Dáil debates

Tuesday, 1 May 2018

National Cervical Screening Programme: Statements

 

8:05 pm

Photo of Bríd SmithBríd Smith (Dublin South Central, People Before Profit Alliance) | Oireachtas source

On behalf of People before Profit, I salute Vicky Phelan, a national hero, and wish her the very best of solidarity in the struggle she faces so bravely. We know some details of what happened, but we do not know enough. The Minister is conducting an investigation, etc. but the Academy of Clinical Science and Laboratory Medicine has asked him to publish the results of the 2014 audit. When will that happen? It is very important to know.

We know that what happened in 2014 was the result of a policy decision and its consequences were debated and well known in 2008. I am sure all Members have read the Official Report of the debate at the time. There were very articulate cases made to the then Minister, Mary Harney, and the Fianna Fáil-Green Party Government against putting the service out to tender. It did not have to be tendered for. She said it had been put out to tender "for reasons of transparency, fairness and equity to make sure it got the best quality assured service" and that "80% of points were allotted for quality and turnaround time and 20% for price". We had a political choice in 2008 to invest in several laboratories based in Irish hospitals, using Irish experts and training new scientists in the Irish public service. As in many other cases, however, where we justify privatisation and outsourcing, we use the excuse that the system is in crisis, that there is a backlog, that it takes months to get a result and that we have to go to the wonderful private market. We treated cervical cancer screening, a vital service on which tens of thousands of women rely and for which they understand the need, like every other service or good and organised a tendering competition for it, inviting firms from around the world to bid for it and awarded it to the lowest bidder. That is the logic of the market in privatisation. That was the action of the Fianna Fáil-Green Party Government, with Mary Harney, in 2008. The justification was that market competition and private companies were better than publicly funded and run health services.

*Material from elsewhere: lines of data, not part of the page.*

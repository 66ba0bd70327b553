use std::time::Duration;

use crate::config::CoordinatorConfig;

/// Exponential reconnect delay capped at a fixed ceiling.
#[derive(Debug, Clone, Copy, Eq, PartialEq)]
pub(crate) struct ReconnectPolicy {
    base: Duration,
    multiplier: u32,
    cap: Duration,
}

impl ReconnectPolicy {
    pub(crate) fn from_config(config: &CoordinatorConfig) -> Self {
        Self {
            base: config.backoff_base(),
            multiplier: config.backoff_multiplier(),
            cap: config.backoff_cap(),
        }
    }

    /// Delay before the reconnect following `attempt` consecutive failures.
    pub(crate) fn delay_for(self, attempt: u32) -> Duration {
        self.base
            .saturating_mul(self.multiplier.saturating_pow(attempt))
            .min(self.cap)
    }
}
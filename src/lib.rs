mod app;
mod cli;
mod codec;
mod config;
mod coordinator;
mod detect;
mod error;
mod hw;
mod protocol;
mod state;
mod telemetry;
mod terminal;
mod utils;

pub use app::{run, run_with_clients_and_log_level, run_with_log_level};
pub use cli::{
    Args, BacklightArgs, Command, ConnectArgs, ControlAction, ControlArgs, DecodeArgs,
    DetectArgs, FakeArgs, ListenArgs, LogLevel, OutputFormat, SyncTimeArgs, Toggle, ToggleArgs,
};
pub use codec::{
    AssemblerError, Backlight, BacklightError, CodecError, Command as DeviceCommand, CommandCode,
    DL_REPORT_DUAL_LEN, DL_REPORT_SINGLE_LEN, Direction, FramerError, GEN1_CHUNK_LEN,
    GEN1_CHUNK_TIMEOUT, GEN1_FRAME_HEADER, GEN1_FRAME_LEN, GEN2_HEADER_LEN, GEN2_MAGIC,
    GEN2_PROTOCOL_VERSION, GEN2_TAIL, Gen1Codec, Gen1FrameAssembler, Gen2Codec,
    Gen2CommandBuilder, Gen2Packet, Gen2PacketFramer, ProtocolCodec, ReportError, codec_for,
    decode_capture, decode_dl_report, decode_gen1_frame, error_text,
};
pub use config::{CoordinatorConfig, DeviceConfig};
pub use coordinator::{CommandOutcome, ConnectionPhase, Coordinator, Snapshot};
pub use detect::{DeviceModel, Generation, ModelDetector};
pub use error::{CommandError, ConnectError, FixtureError, InteractionError, ProtocolError};
pub use hw::{
    BtleplugTransport, CharacteristicInfo, FakeController, FakeTransport, FakeTransportConfig,
    FoundDevice, LinkEvent, LinkEventStream, ServiceInfo, Transport, TransportSession,
};
pub use protocol::EndpointId;
pub use state::{DecodedUpdate, DeviceState, DlReport, LineData};
pub use terminal::TerminalClient;
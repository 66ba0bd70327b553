use thiserror::Error;
use tokio::time::Instant;
use tracing::{debug, trace};

use crate::detect::Generation;
use crate::state::{
    DecodedUpdate, DlReport, EnhancedReadings, Gen2Status, LineData, Measurements,
};
use crate::utils::format_hex;

use super::command::{Command, CommandCode, Gen2CommandBuilder};
use super::{CodecError, ProtocolCodec, read_i32_be};

/// Start-of-packet marker.
pub const GEN2_MAGIC: [u8; 4] = [0x24, 0x7C, 0x27, 0x40];
/// End-of-packet marker.
pub const GEN2_TAIL: [u8; 2] = [0x71, 0x21];
/// Only protocol version spoken by current firmware.
pub const GEN2_PROTOCOL_VERSION: u8 = 0x01;
/// Magic, version, message id, command and u16 body length.
pub const GEN2_HEADER_LEN: usize = 9;
/// DLReport body length for single-line units.
pub const DL_REPORT_SINGLE_LEN: usize = 34;
/// DLReport body length for dual-line units.
pub const DL_REPORT_DUAL_LEN: usize = 68;

const OFFSET_VOLTAGE: usize = 0;
const OFFSET_CURRENT: usize = 4;
const OFFSET_POWER: usize = 8;
const OFFSET_ENERGY: usize = 12;
const OFFSET_OUTPUT_VOLTAGE: usize = 20;
const OFFSET_BACKLIGHT: usize = 24;
const OFFSET_NEUTRAL_DETECTION: usize = 25;
const OFFSET_BOOST: usize = 26;
const OFFSET_TEMPERATURE_F: usize = 27;
const OFFSET_FREQUENCY: usize = 28;
const OFFSET_ERROR: usize = 32;
const OFFSET_RELAY: usize = 33;
const RELAY_ON: u8 = 0x01;
const SCALE_ELECTRICAL: f64 = 10_000.0;
const SCALE_FREQUENCY: f64 = 100.0;

/// Framing problems that force a one-byte resynchronisation.
#[derive(Debug, Error, Clone, Eq, PartialEq)]
pub enum FramerError {
    /// The byte after the magic is not a supported version.
    #[error("gen2 packet has unexpected protocol version 0x{version:02X}")]
    UnexpectedVersion { version: u8 },
    /// The two bytes after the declared body are not `71 21`.
    #[error("gen2 packet has bad tail {} (expected 71 21)", format_hex(actual))]
    BadTail { actual: [u8; 2] },
}

/// Errors returned when decoding a DLReport body.
#[derive(Debug, Error, Clone, Eq, PartialEq)]
pub enum ReportError {
    /// The body is neither a single nor a dual block.
    #[error(
        "dl report body is {actual} bytes; expected {single} or {dual}",
        single = DL_REPORT_SINGLE_LEN,
        dual = DL_REPORT_DUAL_LEN
    )]
    MalformedBody { actual: usize },
}

/// One complete Gen2 packet.
#[derive(Debug, Clone, Eq, PartialEq)]
pub struct Gen2Packet {
    version: u8,
    msg_id: u8,
    command: u8,
    body: Vec<u8>,
}

impl Gen2Packet {
    /// Protocol version byte.
    #[must_use]
    pub fn version(&self) -> u8 {
        self.version
    }

    /// Rolling message id.
    #[must_use]
    pub fn msg_id(&self) -> u8 {
        self.msg_id
    }

    /// Raw command byte.
    #[must_use]
    pub fn command(&self) -> u8 {
        self.command
    }

    /// Known command code, if the byte is recognised.
    #[must_use]
    pub fn command_code(&self) -> Option<CommandCode> {
        CommandCode::from_code(self.command)
    }

    /// Packet body.
    #[must_use]
    pub fn body(&self) -> &[u8] {
        &self.body
    }
}

/// Reassembles magic/tail-delimited Gen2 packets from arbitrary chunks.
#[derive(Debug, Default)]
pub struct Gen2PacketFramer {
    buffer: Vec<u8>,
}
use std::io::IsTerminal;

/// Reports whether the process streams are attached to a terminal.
pub trait TerminalClient {
    /// Returns whether stdout is a terminal.
    fn stdout_is_terminal(&self) -> bool;

    /// Returns whether stderr is a terminal.
    fn stderr_is_terminal(&self) -> bool;
}

/// Terminal client backed by the real process streams.
#[derive(Debug, Clone, Copy, Default)]
pub(crate) struct SystemTerminalClient;

impl TerminalClient for SystemTerminalClient {
    fn stdout_is_terminal(&self) -> bool {
        std::io::stdout().is_terminal()
    }

    fn stderr_is_terminal(&self) -> bool {
        std::io::stderr().is_terminal()
    }
}
use std::fmt::{self, Display, Formatter};

use crate::state::LineData;

use super::painter::Painter;
use super::table::Table;

/// Renders per-line electrical readings as one table row each.
pub(crate) struct LinesView<'a> {
    lines: Vec<(&'static str, &'a LineData)>,
    painter: &'a Painter,
}

impl<'a> LinesView<'a> {
    pub(crate) fn new(lines: Vec<(&'static str, &'a LineData)>, painter: &'a Painter) -> Self {
        Self { lines, painter }
    }
}

impl Display for LinesView<'_> {
    fn fmt(&self, f: &mut Formatter<'_>) -> fmt::Result {
        let rows = self
            .lines
            .iter()
            .map(|(label, line)| {
                [
                    (*label).to_string(),
                    format!("{:.1} V", line.voltage()),
                    format!("{:.2} A", line.current()),
                    format!("{:.1} W", line.power()),
                    format!("{:.2} kWh", line.energy()),
                    format!("{:.1} Hz", line.frequency()),
                    self.status(line),
                ]
            });

        let table = Table::grid(
            [
                "line",
                "voltage",
                "current",
                "power",
                "energy",
                "frequency",
                "status",
            ],
            rows,
        );
        write!(f, "{table}")
    }
}

impl LinesView<'_> {
    fn status(&self, line: &LineData) -> String {
        if line.error_code() == 0 {
            self.painter.success(line.error_text())
        } else {
            self.painter
                .danger(format!("E{} {}", line.error_code(), line.error_text()))
        }
    }
}

/// Formats the Gen2-only status fields of a line as field/value rows.
pub(crate) fn gen2_status_rows(line: &LineData, painter: &Painter) -> Vec<(&'static str, String)> {
    let on_off = |value: bool| if value { "on" } else { "off" };
    let mut rows = Vec::new();

    if let Some(relay_on) = line.relay_on() {
        let label = on_off(relay_on);
        rows.push((
            "relay",
            if relay_on {
                painter.success(label)
            } else {
                painter.warning(label)
            },
        ));
    }
    if let Some(enabled) = line.neutral_detection_enabled() {
        rows.push(("neutral_detection", painter.value(on_off(enabled))));
    }
    if let Some(level) = line.backlight_level() {
        rows.push(("backlight", painter.value(level.to_string())));
    }
    if let Some(volts) = line.output_voltage() {
        rows.push(("output_voltage", painter.value(format!("{volts:.1} V"))));
    }
    if let Some(boost) = line.boost_active() {
        rows.push(("boost", painter.value(on_off(boost))));
    }
    if let Some(temperature) = line.temperature_f() {
        rows.push(("temperature", painter.value(format!("{temperature:.0} °F"))));
    }

    rows
}

#[cfg(test)]
mod tests {
    use insta::assert_snapshot;
    use pretty_assertions::assert_eq;

    use super::*;
    use crate::state::{Gen2Status, Measurements};

    fn measurements() -> Measurements {
        Measurements {
            voltage: 120.5,
            current: 12.25,
            power: 1476.1,
            energy: 35.7,
            frequency: 60.0,
        }
    }

    #[test]
    fn single_line_renders_units() {
        let painter = Painter::new(false);
        let line = LineData::gen1(measurements(), 0);
        let view = LinesView::new(vec![("L1", &line)], &painter);

        assert_snapshot!(view.to_string(), @r"
        ╭──────┬─────────┬─────────┬──────────┬───────────┬───────────┬────────╮
        │ line │ voltage │ current │ power    │ energy    │ frequency │ status │
        ├──────┼─────────┼─────────┼──────────┼───────────┼───────────┼────────┤
        │ L1   │ 120.5 V │ 12.25 A │ 1476.1 W │ 35.70 kWh │ 60.0 Hz   │ OK     │
        ╰──────┴─────────┴─────────┴──────────┴───────────┴───────────┴────────╯
        ");
    }

    #[test]
    fn error_codes_include_code_and_text() {
        let painter = Painter::new(false);
        let line = LineData::gen1(measurements(), 8);
        let view = LinesView::new(vec![("L1", &line)], &painter);

        assert!(view.to_string().contains("E8 Lost Ground"));
    }

    #[test]
    fn gen1_lines_have_no_status_rows() {
        let painter = Painter::new(false);
        let line = LineData::gen1(measurements(), 0);

        assert!(gen2_status_rows(&line, &painter).is_empty());
    }

    #[test]
    fn gen2_status_rows_follow_device_flags() {
        let painter = Painter::new(false);
        let line = LineData::gen2(
            measurements(),
            0,
            Gen2Status {
                relay_on: false,
                neutral_detection_enabled: true,
                backlight_level: 3,
            },
            None,
        );

        assert_eq!(
            vec![
                ("relay", "off".to_string()),
                ("neutral_detection", "on".to_string()),
                ("backlight", "3".to_string()),
            ],
            gen2_status_rows(&line, &painter)
        );
    }
}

In 2008 very definite and reasoned arguments were made in this Chamber against foreign multinational control of this vital service. Many of the arguments were made by the then Fine Gael health spokesperson, Senator James Reilly, and Deputy Jan O'Sullivan of the Labour Party. Their arguments were sound and clear. The firm that won the initial contract, Quest Diagnostic, had been found guilty of repeated episodes of fraud in overbilling; several studies found that the detection rate for higher grade pre-cancers was low, while we know from several sources in Ireland that there were severe and real problems in allowing a US firm such as this to provide screening for cancer. Dr. Gibbons warned that cases would be missed if we outsourced to the United States. The union which represents workers and scientists in laboratories warned that the outsourcing of smear test screening would mean that we would lose the ability and expertise to conduct such screening in this country. Many experts, doctors, scientists and consultants in the field were shouting at Fianna Fáil, the Green Party and Mary Harney that this was bad, that it would cause problems, that women would suffer and that cancer cases would be missed. They were ignored and the political decision was made to pursue tendering and outsourcing. A couple of years later the very people who had railed and shouted against it got into power. When Fine Gael and the Labour Party were in power, Senator James Reilly did nothing as Minister for Health and the subsequent Minsters for Health, Deputy Leo Varadkar, now the Taoiseach, and Deputy Simon Harris, did nothing about the issue about which they were so worried.

The policy of outsourcing has continued and today we are hearing defences from the Taoiseach, the Minister and the HSE on the basis that the problem was not outsourcing but something else and that these things happen. One thing is clear: the privatisation of the health system is ideologically driven by the main parties in the Dáil and in every area where it has been implemented people have suffered, continue to suffer and, worse in this case, women have died and will die as a result. We have no faith or belief the Government can address this crisis. It might succeed in pinning the blame on something else, but the scandal is political and involves the political choices made by various Ministers and those in power. If the Minister was a bus driver and crashed and killed 17 people, or even one person, he would be sanctioned by his employer and before the courts. Heads have to roll in this Dáil for what has happened. It is not good enough to pass the buck. "Something is rotten in the state of Denmark" and, ultimately, somebody will have to take responsibility and take the consequences.